In recent years, the beautiful state of Minnesota has been the primary landing spot for refugees and migrants from war torn and Islam ravaged Somalia. It was a sign of the kindness of America that we would welcome great numbers of desperate people to our nation’s interior, but that kindness is now being turned against the innocent citizens of Minnesota.
Over the weekend while bombs were wreaking havoc in New York and New Jersey, Muslim terrorism was also dealing damage in the St. Cloud, Minnesota.
On Saturday, a Muslim man walked into a mall in St. Cloud, Minnesota and stabbed nine people before being shot and killed by an off-duty police officer.
Witnesses report that the man had been shouting “Allahu Akbar” and asked at least one person if they were a Muslim before he attacked them.
BREAKING: St. Cloud mall stabbing attack suspect referenced Allah during attack, asked at least 1 victim if they were Muslim before assault
— Steve Tellier KSTP (@stellierkstp) September 18, 2016
Ashley Bayne, an employee of JCPenney at the mall, was visiting a coworker at the time of the incident.

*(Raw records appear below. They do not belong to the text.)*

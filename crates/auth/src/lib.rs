//! Admin authentication.
//!
//! A single admin identity is configured by email and argon2 hash. Logins
//! are rate limited per email and per client address, produce an HS256 JWT
//! backed by an `admin_sessions` row, and can be revoked by blacklisting the
//! exact token string. State-changing admin requests additionally spend a
//! one-time CSRF token bound to the session.

use std::sync::Arc;

use argon2::password_hash::{rand_core::OsRng, PasswordHash, PasswordHasher, PasswordVerifier, SaltString};
use argon2::Argon2;
use chrono::{DateTime, Duration, Utc};
use cuid2::CuidConstructor;
use once_cell::sync::Lazy;
use pharmacy_config::AuthConfig;
use pharmacy_database::format_timestamp;
use rand::distributions::Alphanumeric;
use rand::Rng;
use serde::Serialize;
use sqlx::{FromRow, SqlitePool};
use thiserror::Error;
use tracing::{info, warn};
use utoipa::ToSchema;

pub mod jwt;

pub use jwt::{AdminClaims, JwtManager};

static CUID: Lazy<CuidConstructor> = Lazy::new(CuidConstructor::new);

const CSRF_TOKEN_LENGTH: usize = 32;
const LOGIN_ATTEMPT_RETENTION_HOURS: i64 = 24;
const MAX_TTL_SECONDS: u64 = 10 * 365 * 24 * 60 * 60;
const RATE_LIMITED_REASON: &str = "rate_limited";

#[derive(Debug, Error)]
pub enum AuthError {
    #[error("admin login is not configured")]
    AdminNotConfigured,
    #[error("invalid credentials")]
    InvalidCredentials,
    #[error("too many login attempts, retry in {retry_after_seconds} seconds")]
    RateLimited { retry_after_seconds: i64 },
    #[error("invalid token")]
    InvalidToken,
    #[error("token expired")]
    TokenExpired,
    #[error("token has been revoked")]
    TokenRevoked,
    #[error("session not found")]
    SessionNotFound,
    #[error("session expired")]
    SessionExpired,
    #[error("invalid csrf token")]
    InvalidCsrfToken,
    #[error("token signing failed: {0}")]
    Token(jsonwebtoken::errors::Error),
    #[error("database error: {0}")]
    Database(#[from] sqlx::Error),
    #[error("password hashing failed: {0}")]
    PasswordHash(#[from] argon2::password_hash::Error),
}

/// Where a request came from. Both fields are best effort.
#[derive(Debug, Clone, Default)]
pub struct ClientInfo {
    pub ip: Option<String>,
    pub user_agent: Option<String>,
}

#[derive(Debug, Clone, Serialize, ToSchema)]
pub struct AdminSession {
    pub token: String,
    pub session_id: String,
    pub email: String,
    pub expires_at: String,
    pub csrf_token: String,
}

#[derive(Debug, Clone, Serialize, ToSchema)]
pub struct VerifiedAdmin {
    pub email: String,
    pub session_id: String,
    pub expires_at: String,
}

#[derive(Debug, Clone, Serialize, ToSchema)]
pub struct CsrfToken {
    pub token: String,
    pub expires_at: String,
}

#[derive(Debug, Clone, Default, PartialEq, Eq, Serialize, ToSchema)]
pub struct CleanupReport {
    pub blacklisted_tokens: u64,
    pub csrf_tokens: u64,
    pub login_attempts: u64,
    pub sessions: u64,
}

#[derive(Debug, Clone, Serialize, FromRow, ToSchema)]
pub struct LoginAttempt {
    pub email: String,
    pub ip_address: Option<String>,
    pub success: bool,
    pub reason: Option<String>,
    pub attempted_at: String,
}

#[derive(Clone)]
struct AdminCredential {
    email: String,
    password_hash: String,
}

#[derive(Clone)]
pub struct AdminAuthenticator {
    pool: SqlitePool,
    admin: Option<AdminCredential>,
    jwt: Arc<JwtManager>,
    token_ttl: Duration,
    csrf_ttl: Duration,
    login_window: Duration,
    max_login_attempts: i64,
}

impl AdminAuthenticator {
    /// Build the authenticator. Without `jwt_secret` a random per-process
    /// secret is used, so tokens do not survive a restart.
    pub fn new(pool: SqlitePool, config: &AuthConfig) -> Self {
        let secret = match config.jwt_secret.as_deref().filter(|s| !s.is_empty()) {
            Some(secret) => secret.as_bytes().to_vec(),
            None => {
                warn!("auth.jwt_secret is not set, generating an ephemeral signing key");
                random_alphanumeric(64).into_bytes()
            }
        };

        let admin = match (&config.admin_email, &config.admin_password_hash) {
            (Some(email), Some(hash)) => Some(AdminCredential {
                email: email.trim().to_lowercase(),
                password_hash: hash.clone(),
            }),
            _ => None,
        };

        Self {
            pool,
            admin,
            jwt: Arc::new(JwtManager::new(&secret, config.jwt_issuer.clone())),
            token_ttl: seconds(config.token_ttl_seconds),
            csrf_ttl: seconds(config.csrf_ttl_seconds),
            login_window: seconds(config.login_window_seconds),
            max_login_attempts: i64::from(config.max_login_attempts.max(1)),
        }
    }

    pub fn pool(&self) -> SqlitePool {
        self.pool.clone()
    }

    pub fn is_configured(&self) -> bool {
        self.admin.is_some()
    }

    pub async fn login(
        &self,
        email: &str,
        password: &str,
        client: &ClientInfo,
    ) -> Result<AdminSession, AuthError> {
        let admin = self.admin.as_ref().ok_or(AuthError::AdminNotConfigured)?;
        let email = email.trim().to_lowercase();
        let now = Utc::now();

        let window_start = now - self.login_window;
        let (failures, oldest): (i64, Option<String>) = sqlx::query_as(
            r#"
            SELECT COUNT(*), MIN(attempted_at) FROM login_attempts
            WHERE success = false
              AND (reason IS NULL OR reason != ?)
              AND attempted_at >= ?
              AND (email = ? OR (? IS NOT NULL AND ip_address = ?))
            "#,
        )
        .bind(RATE_LIMITED_REASON)
        .bind(format_timestamp(window_start))
        .bind(&email)
        .bind(&client.ip)
        .bind(&client.ip)
        .fetch_one(&self.pool)
        .await?;

        if failures >= self.max_login_attempts {
            let retry_after_seconds = oldest
                .and_then(|value| DateTime::parse_from_rfc3339(&value).ok())
                .map(|oldest| (oldest.with_timezone(&Utc) + self.login_window - now).num_seconds())
                .unwrap_or_else(|| self.login_window.num_seconds())
                .max(1);
            self.record_attempt(&email, client, false, Some(RATE_LIMITED_REASON))
                .await?;
            warn!(email = %email, ip = ?client.ip, failures, "admin login rate limited");
            return Err(AuthError::RateLimited { retry_after_seconds });
        }

        if email != admin.email || !verify_password(password, &admin.password_hash)? {
            self.record_attempt(&email, client, false, Some("invalid_credentials"))
                .await?;
            warn!(email = %email, ip = ?client.ip, "admin login failed");
            return Err(AuthError::InvalidCredentials);
        }

        let session_id = CUID.create_id();
        let expires_at = now + self.token_ttl;
        let token = self.jwt.issue(&admin.email, &session_id, now, expires_at)?;
        let created_at = format_timestamp(now);

        sqlx::query(
            r#"
            INSERT INTO admin_sessions (public_id, token, admin_email, ip_address, user_agent, created_at, expires_at, last_seen_at, is_active)
            VALUES (?, ?, ?, ?, ?, ?, ?, ?, true)
            "#,
        )
        .bind(&session_id)
        .bind(&token)
        .bind(&admin.email)
        .bind(&client.ip)
        .bind(&client.user_agent)
        .bind(&created_at)
        .bind(format_timestamp(expires_at))
        .bind(&created_at)
        .execute(&self.pool)
        .await?;

        self.record_attempt(&email, client, true, None).await?;
        let csrf = self.issue_csrf_token(&session_id).await?;
        info!(session = %session_id, ip = ?client.ip, "admin logged in");

        Ok(AdminSession {
            token,
            session_id,
            email: admin.email.clone(),
            expires_at: format_timestamp(expires_at),
            csrf_token: csrf.token,
        })
    }

    pub async fn verify(&self, token: &str) -> Result<VerifiedAdmin, AuthError> {
        let claims = self.jwt.validate(token)?;

        if self.is_blacklisted(token).await? {
            return Err(AuthError::TokenRevoked);
        }

        let session: Option<(String, String, String)> = sqlx::query_as(
            "SELECT public_id, admin_email, expires_at FROM admin_sessions WHERE token = ? AND is_active = true",
        )
        .bind(token)
        .fetch_optional(&self.pool)
        .await?;

        let Some((session_id, email, expires_at)) = session else {
            return Err(AuthError::SessionNotFound);
        };
        if session_id != claims.sid {
            return Err(AuthError::InvalidToken);
        }

        let now = format_timestamp(Utc::now());
        if expires_at <= now {
            return Err(AuthError::SessionExpired);
        }

        sqlx::query("UPDATE admin_sessions SET last_seen_at = ? WHERE public_id = ?")
            .bind(&now)
            .bind(&session_id)
            .execute(&self.pool)
            .await?;

        Ok(VerifiedAdmin {
            email,
            session_id,
            expires_at,
        })
    }

    /// Revoke `token`. Logging out twice with the same token succeeds.
    pub async fn logout(&self, token: &str) -> Result<(), AuthError> {
        if self.is_blacklisted(token).await? {
            return Ok(());
        }

        let admin = self.verify(token).await?;

        sqlx::query(
            "INSERT OR IGNORE INTO blacklisted_tokens (token, expires_at, blacklisted_at) VALUES (?, ?, ?)",
        )
        .bind(token)
        .bind(&admin.expires_at)
        .bind(format_timestamp(Utc::now()))
        .execute(&self.pool)
        .await?;

        sqlx::query("UPDATE admin_sessions SET is_active = false WHERE public_id = ?")
            .bind(&admin.session_id)
            .execute(&self.pool)
            .await?;

        info!(session = %admin.session_id, "admin logged out");
        Ok(())
    }

    pub async fn issue_csrf_token(&self, session_id: &str) -> Result<CsrfToken, AuthError> {
        let token = random_alphanumeric(CSRF_TOKEN_LENGTH);
        let now = Utc::now();
        let expires_at = format_timestamp(now + self.csrf_ttl);

        sqlx::query(
            "INSERT INTO csrf_tokens (token, session_id, expires_at, created_at) VALUES (?, ?, ?, ?)",
        )
        .bind(&token)
        .bind(session_id)
        .bind(&expires_at)
        .bind(format_timestamp(now))
        .execute(&self.pool)
        .await?;

        Ok(CsrfToken { token, expires_at })
    }

    /// Spend a CSRF token. It must belong to `session_id`, be unused and unexpired.
    pub async fn consume_csrf_token(&self, session_id: &str, token: &str) -> Result<(), AuthError> {
        let now = format_timestamp(Utc::now());
        let result = sqlx::query(
            r#"
            UPDATE csrf_tokens SET used_at = ?
            WHERE token = ? AND session_id = ? AND used_at IS NULL AND expires_at > ?
            "#,
        )
        .bind(&now)
        .bind(token)
        .bind(session_id)
        .bind(&now)
        .execute(&self.pool)
        .await?;

        if result.rows_affected() == 1 {
            Ok(())
        } else {
            warn!(session = %session_id, "rejected csrf token");
            Err(AuthError::InvalidCsrfToken)
        }
    }

    pub async fn cleanup_expired(&self) -> Result<CleanupReport, AuthError> {
        let now = Utc::now();
        let now_text = format_timestamp(now);
        let attempts_cutoff = format_timestamp(
            now - Duration::hours(LOGIN_ATTEMPT_RETENTION_HOURS).max(self.login_window),
        );

        let blacklisted_tokens = sqlx::query("DELETE FROM blacklisted_tokens WHERE expires_at <= ?")
            .bind(&now_text)
            .execute(&self.pool)
            .await?
            .rows_affected();

        let csrf_tokens = sqlx::query("DELETE FROM csrf_tokens WHERE expires_at <= ? OR used_at IS NOT NULL")
            .bind(&now_text)
            .execute(&self.pool)
            .await?
            .rows_affected();

        let login_attempts = sqlx::query("DELETE FROM login_attempts WHERE attempted_at < ?")
            .bind(&attempts_cutoff)
            .execute(&self.pool)
            .await?
            .rows_affected();

        let sessions = sqlx::query(
            "UPDATE admin_sessions SET is_active = false WHERE is_active = true AND expires_at <= ?",
        )
        .bind(&now_text)
        .execute(&self.pool)
        .await?
        .rows_affected();

        let report = CleanupReport {
            blacklisted_tokens,
            csrf_tokens,
            login_attempts,
            sessions,
        };
        if report != CleanupReport::default() {
            info!(?report, "expired auth records cleaned up");
        }
        Ok(report)
    }

    pub async fn recent_attempts(&self, limit: i64) -> Result<Vec<LoginAttempt>, AuthError> {
        let attempts = sqlx::query_as::<_, LoginAttempt>(
            r#"
            SELECT email, ip_address, success, reason, attempted_at
            FROM login_attempts
            ORDER BY attempted_at DESC, id DESC
            LIMIT ?
            "#,
        )
        .bind(limit)
        .fetch_all(&self.pool)
        .await?;
        Ok(attempts)
    }

    async fn is_blacklisted(&self, token: &str) -> Result<bool, AuthError> {
        let found = sqlx::query_scalar::<_, i64>("SELECT 1 FROM blacklisted_tokens WHERE token = ?")
            .bind(token)
            .fetch_optional(&self.pool)
            .await?;
        Ok(found.is_some())
    }

    async fn record_attempt(
        &self,
        email: &str,
        client: &ClientInfo,
        success: bool,
        reason: Option<&str>,
    ) -> Result<(), AuthError> {
        sqlx::query(
            "INSERT INTO login_attempts (email, ip_address, success, reason, attempted_at) VALUES (?, ?, ?, ?, ?)",
        )
        .bind(email)
        .bind(&client.ip)
        .bind(success)
        .bind(reason)
        .bind(format_timestamp(Utc::now()))
        .execute(&self.pool)
        .await?;
        Ok(())
    }
}

/// Hash a password into an argon2 PHC string suitable for `auth.admin_password_hash`.
pub fn hash_password(password: &str) -> Result<String, AuthError> {
    let salt = SaltString::generate(&mut OsRng);
    let hash = Argon2::default().hash_password(password.as_bytes(), &salt)?;
    Ok(hash.to_string())
}

fn verify_password(password: &str, stored_hash: &str) -> Result<bool, AuthError> {
    let parsed = PasswordHash::new(stored_hash)?;
    Ok(Argon2::default()
        .verify_password(password.as_bytes(), &parsed)
        .is_ok())
}

fn random_alphanumeric(length: usize) -> String {
    rand::thread_rng()
        .sample_iter(&Alphanumeric)
        .take(length)
        .map(char::from)
        .collect()
}

fn seconds(value: u64) -> Duration {
    Duration::seconds(value.min(MAX_TTL_SECONDS) as i64)
}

“All of sudden chaos just broke out,” she told CNN’s Nick Valencia on Sunday. “There was a bunch of people running into the JCPenney mall entrance, and they were just screaming that someone was going around the mall stabbing people, and that there was blood everywhere. It was just honestly a really scary experience.”
Three of his victims are still in the hospital and one of them is in life-threatening condition. In spite of the man’s claims of supporting Islam, the FBI told the media that the attack was a “potential act of terrorism.” However, the connection became much more realistic when, on Sunday, a wing of ISIS claimed responsibility for the attack saying that the attacker was a “soldier of the Islamic state.”
“The executor of the stabbing attacks in Minnesota yesterday was a soldier of the Islamic State and carried out the operation in response to calls to target the citizens of countries belonging to the crusader coalition.”
St. Cloud’s police chief said the town would be forever changed by the horrific attack. St. Could is some 65 miles northwest of Minneapolis and not used to such violent acts; the surprising attack has seemingly robbed the community of their innocence.
“Whenever something as awful as this happens, it’s hard for things to be the same as they were,” Chief William Anderson told CNN.
On an unrelated note, this is yet another example of a good guy with a gun saving the day. The mall has private security, but those employees are unarmed and not equipped to confront an armed attacker. Thankfully for everyone in the mall, there was an off duty (armed) police officer present and ready to act. Jason Falconer is a part-time police officer for the nearby town of Avon, and he just happened to be in the right place at the right time. St. Cloud’s mayor Dave Kleis praised Falconer to the media. “His heroic actions are exemplary of having witnessed what he did as the suspect was lunging at him with a knife. Not only did he fire, the suspect went down, came back up on three different occasions. He protected others from being injured and potentially loss of life. Clearly, a hero.”
Over the last couple of years, Minnesota has been popping up in the national news more and more for connections to Muslim terrorism, whether it’s arrests being made of young men seeking to travel abroad to fight for terrorist organizations, or local connections to broader terrorist actions. Most frightening, though, is the increase of terrorist activity taking place within Minnesota’s borders.
Earlier this summer, a gang of young Somali men between the ages of 20 and 30, according to reports, were detained by police when they were caught terrorizing an upscale community in Minneapolis. For several troublesome days in June the men walked the streets of the Lake Calhoun community accosting locals and even threatening to kidnap and rape some of them! Residents told the police and the local media that this wasn’t the first time they’d had to deal with the threatening behavior, but that they had noticed the worrisome behavior escalating in frequency and danger.